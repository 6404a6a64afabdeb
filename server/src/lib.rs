pub mod config;
pub mod cors;
pub mod health;
pub mod logic;
pub mod roster;
pub mod routes;

use std::net::{IpAddr, Ipv4Addr, SocketAddr};

use derive_more::{Display, Error, From};
use rocket::{Build, Ignite, Rocket, Shutdown, figment::Figment, routes};
use tokio::{
    net::{TcpListener, UdpSocket},
    task::JoinHandle,
};
use tracing::{info, warn};

use minesweeper_common::session::Session;

use crate::{
    config::LobbyConfig,
    cors::create_cors,
    logic::{Lobby, SharedLobby},
    routes::{health_check, socket, socket_status, status},
};

#[derive(Debug, Display, Error, From)]
pub enum ServerError {
    #[display("invalid lobby configuration: {_0}")]
    Config(rocket::figment::Error),
    #[display("invalid CORS configuration: {_0}")]
    Cors(rocket_cors::Error),
    #[display("no free port in {first}..={last}")]
    #[from(ignore)]
    NoFreePort { first: u16, last: u16 },
    #[display("server failed: {reason}")]
    #[from(ignore)]
    Launch { reason: String },
    #[display("lobby at {url} never became reachable after {attempts} attempts")]
    #[from(ignore)]
    Unreachable { url: String, attempts: u32 },
    #[display("server task failed: {_0}")]
    Task(tokio::task::JoinError),
}

impl ServerError {
    fn launch(error: rocket::Error) -> Self {
        Self::Launch {
            reason: error.to_string(),
        }
    }
}

/// First bindable port in `port..=port + retries`.
pub async fn reserve_port(address: IpAddr, port: u16, retries: u16) -> Result<u16, ServerError> {
    let last = port.saturating_add(retries);

    for candidate in port..=last {
        match TcpListener::bind((address, candidate)).await {
            Ok(listener) => {
                let bound = listener.local_addr().map_or(candidate, |addr| addr.port());
                return Ok(bound);
            }
            Err(e) => warn!("Port {} unavailable: {}", candidate, e),
        }
    }

    Err(ServerError::NoFreePort { first: port, last })
}

/// Address other players can dial. A wildcard bind is resolved to the
/// interface that routes towards the local network, or loopback if none does.
pub async fn shareable_host(address: IpAddr) -> IpAddr {
    if !address.is_unspecified() {
        return address;
    }

    match outbound_interface().await {
        Ok(ip) if !ip.is_unspecified() => ip,
        Ok(_) => IpAddr::V4(Ipv4Addr::LOCALHOST),
        Err(e) => {
            warn!("Could not resolve the local network address: {}", e);
            IpAddr::V4(Ipv4Addr::LOCALHOST)
        }
    }
}

// Connecting a UDP socket only picks a route, nothing is sent
async fn outbound_interface() -> std::io::Result<IpAddr> {
    let socket = UdpSocket::bind((Ipv4Addr::UNSPECIFIED, 0)).await?;
    socket.connect((Ipv4Addr::new(192, 168, 0, 0), 80)).await?;
    Ok(socket.local_addr()?.ip())
}

pub fn build_rocket(
    config: &LobbyConfig,
    lobby: SharedLobby,
    figment: Figment,
) -> Result<Rocket<Build>, ServerError> {
    Ok(rocket::custom(figment)
        .attach(create_cors(config)?)
        .manage(lobby)
        .mount("/", routes![status, socket_status, health_check, socket]))
}

/// A running lobby server.
pub struct ServerHandle {
    address: IpAddr,
    host: IpAddr,
    port: u16,
    lobby: SharedLobby,
    shutdown: Shutdown,
    server: JoinHandle<Result<Rocket<Ignite>, rocket::Error>>,
}

impl ServerHandle {
    /// Address other players should use to reach this lobby.
    pub fn host(&self) -> IpAddr {
        self.host
    }

    pub fn bind_address(&self) -> IpAddr {
        self.address
    }

    pub fn port(&self) -> u16 {
        self.port
    }

    pub fn base_url(&self) -> String {
        format!("http://{}", SocketAddr::new(self.host, self.port))
    }

    pub fn lobby(&self) -> &SharedLobby {
        &self.lobby
    }

    pub fn disable_join(&self) {
        self.lobby.disable_join();
    }

    /// Close every peer and stop the server.
    pub async fn close(self) -> Result<(), ServerError> {
        info!("Closing lobby on port {}", self.port);
        self.lobby.close().await;
        self.shutdown.clone().notify();
        self.wait().await
    }

    /// Run until the server stops, either through `close` or because the host left.
    pub async fn wait(self) -> Result<(), ServerError> {
        match self.server.await? {
            Ok(_) => Ok(()),
            Err(e) => Err(ServerError::launch(e)),
        }
    }
}

/// Open a lobby with settings from Rocket's configuration sources.
pub async fn open(config: LobbyConfig) -> Result<ServerHandle, ServerError> {
    open_with(config, rocket::Config::figment(), Session::new()).await
}

/// Bind, launch and wait until the lobby answers its status endpoint.
pub async fn open_with(
    config: LobbyConfig,
    figment: Figment,
    session: Session,
) -> Result<ServerHandle, ServerError> {
    let port = reserve_port(config.address, config.port, config.port_retries).await?;
    let figment = figment
        .merge(("address", config.address))
        .merge(("port", port));

    let lobby = Lobby::start(config.clone(), session);
    let rocket = build_rocket(&config, lobby.clone(), figment)?
        .ignite()
        .await
        .map_err(ServerError::launch)?;
    let shutdown = rocket.shutdown();
    let server = tokio::spawn(rocket.launch());

    let host = shareable_host(config.address).await;
    let url = format!("http://{}/socket/status", SocketAddr::new(host, port));
    if let Err(e) = health::wait_until_healthy(&url).await {
        lobby.close().await;
        shutdown.notify();
        return Err(e);
    }

    let watcher_lobby = lobby.clone();
    let watcher_shutdown = shutdown.clone();
    tokio::spawn(async move {
        watcher_lobby.wait_closed().await;
        watcher_lobby.close().await;
        watcher_shutdown.notify();
    });

    info!("Lobby listening on {}:{}, reachable at {}", config.address, port, host);
    Ok(ServerHandle {
        address: config.address,
        host,
        port,
        lobby,
        shutdown,
        server,
    })
}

◇ ◇ ◇

Which lines above contain the word "impl"? List them.

== SOLUTION ==
impl ServerError {
impl ServerHandle {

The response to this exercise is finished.